In secondo luogo, quest’andamento della ricerca diventa ancor più chiaro nell’analisi dei Grundrisse, assunti come testo genetico de Il Capitale. Qui il “doppio carattere” della forza lavoro, quello di essere ad un tempo merce e soggetto, risulta con estrema forza. “L’unica antitesi al lavoro oggettivato è il lavoro non oggettivo, cioè l’unica antitesi al lavoro oggettivato è il lavoro soggettivo” – cita Tronti dai Grundrisse (p. 166): e questa soggettivazione si rappresenta come la condizione stessa dell’esistenza del capitale. Nei Grundrisse (“monologo interiore che Marx istituisce con il proprio tempo e con sé stesso”) (p. 210) il lavoro come soggettività diviene centrale: “nella misura in cui deve esistere temporalmente, come lavoro vivo, la forza lavoro può esistere soltanto come soggetto vivo, come capacità, come possibilità: perciò come operaio” (p. 211). Il doppio carattere della merce lavoro si soggettivizza divenendo da un lato “miseria assoluta”, e cioè mercificazione totale della potenza produttiva, e dall’altro “soggettività”, soggettivazione continua, possibilità generale della ricchezza come soggetto. Il doppio carattere della merce forza lavoro è spinto ad interiorizzarsi al massimo nel capitale. Tronti: “questo è il cammino nuovo che Marx stesso propone. Punto di partenza: il lavoro come non-capitale, e cioè il lavoro come soggetto vivo dell’operaio di contro alla morta oggettività di tutte le altre condizioni di produzione; il lavoro come fermento vitale del capitale – un’altra determinazione attiva che si aggiunge all’attività del lavoro produttivo. Punto d’arrivo: il capitale che diventa esso stesso produttivo, rapporto essenziale allo sviluppo del lavoro come forza produttiva sociale, e dunque rapporto essenziale allo sviluppo della classe operaia… In mezzo a questo cammino, tra l’uno e l’altro di questi due punti: il lavoro come non-valore e, proprio per questo, sorgente viva del valore; miseria assoluta e, proprio per questo, possibilità generale della ricchezza; di nuovo pluslavoro e, proprio per questo, plusvalore – la figura moderna dell’operaio collettivo che arriva ormai a produrre capitale proprio in quanto classe antagonista che lo combatte” (p. 215). “Si tratta, su questa base, di partire alla scoperta delle leggi politiche di movimento della classe operaia, che subordinano materialmente a sé lo sviluppo del capitale: si ritroverà così il compito teorico definitivo dal punto di vista operaio” (p. 219).
In terzo luogo si dà qui, secondo Tronti, il superamento marxiano della legge del valore.
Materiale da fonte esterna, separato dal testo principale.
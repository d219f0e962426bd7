//! Provider credential resolution
//!
//! Solvers never hold an API key longer than one call. The key is looked up
//! in a [`SecretStore`] every time, using the secret reference from the
//! issuer's solver configuration and the challenge's resource namespace.

use crate::challenge::SecretKeySelector;
use crate::error::CredentialError;
use async_trait::async_trait;
use std::collections::{BTreeMap, HashMap};
use std::fmt;
use std::sync::Arc;
use tracing::debug;

/// Key/value data of one secret object
pub type SecretData = BTreeMap<String, Vec<u8>>;

/// Provider API key; `Debug` never prints the value
#[derive(Clone, PartialEq, Eq)]
pub struct ApiKey(String);

impl ApiKey {
    pub fn new(value: impl Into<String>) -> Self {
        Self(value.into())
    }

    /// The raw key, for building provider requests only
    pub fn expose(&self) -> &str {
        &self.0
    }
}

impl fmt::Debug for ApiKey {
    fn fmt(&self, f: &mut fmt::Formatter<'_>) -> fmt::Result {
        f.write_str("ApiKey(<redacted>)")
    }
}

/// Backing store for namespaced secrets
#[cfg_attr(test, mockall::automock)]
#[async_trait]
pub trait SecretStore: Send + Sync {
    /// Fetch a secret's data, `None` if the secret does not exist
    async fn get_secret(
        &self,
        namespace: &str,
        name: &str,
    ) -> Result<Option<SecretData>, CredentialError>;
}

/// Resolves a [`SecretKeySelector`] to an [`ApiKey`]
#[derive(Clone)]
pub struct CredentialResolver {
    store: Arc<dyn SecretStore>,
}

impl CredentialResolver {
    pub fn new(store: Arc<dyn SecretStore>) -> Self {
        Self { store }
    }

    /// Look up `selector` in `namespace`; a single attempt, no retry
    pub async fn resolve(
        &self,
        namespace: &str,
        selector: &SecretKeySelector,
    ) -> Result<ApiKey, CredentialError> {
        let not_found = || CredentialError::NotFound {
            namespace: namespace.to_string(),
            name: selector.name.clone(),
        };

        // Zero-value config: nothing to look up
        if selector.name.is_empty() {
            return Err(not_found());
        }

        debug!(
            namespace = %namespace,
            secret = %selector.name,
            key = %selector.key,
            "Resolving provider credential"
        );

        let data = self
            .store
            .get_secret(namespace, &selector.name)
            .await?
            .ok_or_else(not_found)?;

        let bytes = data
            .get(&selector.key)
            .ok_or_else(|| CredentialError::KeyMissing {
                namespace: namespace.to_string(),
                name: selector.name.clone(),
                key: selector.key.clone(),
            })?;

        let value = String::from_utf8_lossy(bytes);
        Ok(ApiKey::new(value.trim_end_matches(['\r', '\n'])))
    }
}

/// In-memory secret store for tests and local runs
#[derive(Debug, Default, Clone)]
pub struct MemorySecretStore {
    secrets: HashMap<(String, String), SecretData>,
}

impl MemorySecretStore {
    pub fn new() -> Self {
        Self::default()
    }

    /// Add one key to a secret, creating the secret if needed
    #[must_use]
    pub fn with_secret(
        mut self,
        namespace: &str,
        name: &str,
        key: &str,
        value: impl Into<Vec<u8>>,
    ) -> Self {
        self.secrets
            .entry((namespace.to_string(), name.to_string()))
            .or_default()
            .insert(key.to_string(), value.into());
        self
    }
}

#[async_trait]
impl SecretStore for MemorySecretStore {
    async fn get_secret(
        &self,
        namespace: &str,
        name: &str,
    ) -> Result<Option<SecretData>, CredentialError> {
        Ok(self
            .secrets
            .get(&(namespace.to_string(), name.to_string()))
            .cloned())
    }
}

#[cfg(feature = "kube")]
pub use kubernetes::KubeSecretStore;

#[cfg(feature = "kube")]
mod kubernetes {
    use super::{SecretData, SecretStore};
    use crate::error::CredentialError;
    use async_trait::async_trait;
    use k8s_openapi::api::core::v1::Secret;
    use kube::{Api, Client};

    /// Secret store backed by Kubernetes `Secret` objects
    #[derive(Clone)]
    pub struct KubeSecretStore {
        client: Client,
    }

    impl KubeSecretStore {
        pub fn new(client: Client) -> Self {
            Self { client }
        }

        /// Build the client from a kube config (in-cluster or kubeconfig)
        pub fn from_config(config: kube::Config) -> Result<Self, CredentialError> {
            let client = Client::try_from(config).map_err(|e| {
                CredentialError::Store(format!("failed to build kubernetes client: {e}"))
            })?;
            Ok(Self::new(client))
        }
    }

    #[async_trait]
    impl SecretStore for KubeSecretStore {
        async fn get_secret(
            &self,
            namespace: &str,
            name: &str,
        ) -> Result<Option<SecretData>, CredentialError> {
            let api: Api<Secret> = Api::namespaced(self.client.clone(), namespace);
            let secret = api
                .get_opt(name)
                .await
                .map_err(|e| CredentialError::Store(e.to_string()))?;

            Ok(secret.map(|secret| {
                secret
                    .data
                    .unwrap_or_default()
                    .into_iter()
                    .map(|(key, value)| (key, value.0))
                    .collect()
            }))
        }
    }
}

#[cfg(test)]
mod tests {
    use super::*;

    fn selector(name: &str, key: &str) -> SecretKeySelector {
        SecretKeySelector {
            name: name.to_string(),
            key: key.to_string(),
        }
    }

    #[tokio::test]
    async fn test_resolve_key() {
        let mut store = MockSecretStore::new();
        store
            .expect_get_secret()
            .withf(|namespace, name| namespace == "cert-manager" && name == "namesilo")
            .times(1)
            .returning(|_, _| {
                let mut data = SecretData::new();
                data.insert("api-key".to_string(), b"s3cr3t\n".to_vec());
                Ok(Some(data))
            });

        let resolver = CredentialResolver::new(Arc::new(store));
        let key = resolver
            .resolve("cert-manager", &selector("namesilo", "api-key"))
            .await
            .unwrap();
        assert_eq!(key.expose(), "s3cr3t");
    }

    #[tokio::test]
    async fn test_missing_secret() {
        let mut store = MockSecretStore::new();
        store.expect_get_secret().returning(|_, _| Ok(None));

        let resolver = CredentialResolver::new(Arc::new(store));
        let err = resolver
            .resolve("default", &selector("absent", "api-key"))
            .await
            .unwrap_err();
        assert!(matches!(err, CredentialError::NotFound { ref name, .. } if name == "absent"));
    }

    #[tokio::test]
    async fn test_missing_key() {
        let store = MemorySecretStore::new().with_secret("default", "namesilo", "other", "x");
        let resolver = CredentialResolver::new(Arc::new(store));
        let err = resolver
            .resolve("default", &selector("namesilo", "api-key"))
            .await
            .unwrap_err();
        assert!(matches!(err, CredentialError::KeyMissing { ref key, .. } if key == "api-key"));
    }

    #[tokio::test]
    async fn test_empty_selector_skips_store() {
        let mut store = MockSecretStore::new();
        store.expect_get_secret().never();

        let resolver = CredentialResolver::new(Arc::new(store));
        let err = resolver
            .resolve("default", &SecretKeySelector::default())
            .await
            .unwrap_err();
        assert!(matches!(err, CredentialError::NotFound { .. }));
    }

    #[tokio::test]
    async fn test_store_error_propagates() {
        let mut store = MockSecretStore::new();
        store
            .expect_get_secret()
            .returning(|_, _| Err(CredentialError::Store("forbidden".to_string())));

        let resolver = CredentialResolver::new(Arc::new(store));
        let err = resolver
            .resolve("default", &selector("namesilo", "api-key"))
            .await
            .unwrap_err();
        assert!(matches!(err, CredentialError::Store(ref msg) if msg == "forbidden"));
    }

    #[test]
    fn test_api_key_debug_is_redacted() {
        let key = ApiKey::new("s3cr3t");
        assert!(!format!("{key:?}").contains("s3cr3t"));
    }
}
O meglio una sua ridefinizione: “Marx rifiuta l’idea del lavoro come fonte della ricchezza ed assume il concetto di lavoro come misura del valore”. “Valore-lavoro vuol dire allora prima la forza-lavoro, poi il capitale; vuol dire il capitale condizionato dalla forza-lavoro, mosso dalla forza-lavoro, in questo senso valore misurato dal lavoro. Il lavoro è misura del valore perché la classe operaia è condizione del capitale” (pp. 224-225). Inutile aggiungere che con ciò la legge del valore viene riconosciuta per quello che essa è: “essa non può essere estrapolata dal rapporto capitalistico di produzione e dal rapporto di classe che lo fonda” (p. 225). Il valore, come pura misura del valore, volendo diventare legge, trasforma la sua azione in mistificazione: la legge del valore, assolutizzandosi, chiude la Trennung fra classe e capitale, conduce perversamente il rapporto di capitale ad identità. Qui – non è una subordinata trascurabile – l’ideologia socialista (non solo quella staliniana) è definitivamente smascherata. E di essa, “del funzionamento economico oggettivo della legge del valore-lavoro, se ne può (paradossalmente o scandalosamente – questa è una mia aggiunta) parlare proprio soltanto nella società che dice appunto di avere realizzato il socialismo” … “dobbiamo trovare il coraggio di convincerci che questa assurdità è un fatto storico reale: il potere politico del capitale può assumere la forma di Stato operaio” (p. 226).
Fin qui abbiamo visto in che misura e con che profondità la forza lavoro sia stata interiorizzata nel capitale. Ma se il concetto di capitale è un rapporto di forza fra lavoro morto, accumulato in capitale, e lavoro vivo, forza lavoro, soggettivazione di questa – tale rapporto è un campo aperto. Il doppio carattere della forza lavoro, che abbiamo visto agire nella sottomissione al capitale, può riemergere contro la subordinazione al capitale. È di qui che comincia una sorta di “via in su”, ricostruttiva, sorretta dall’istanza comunista della lotta di classe.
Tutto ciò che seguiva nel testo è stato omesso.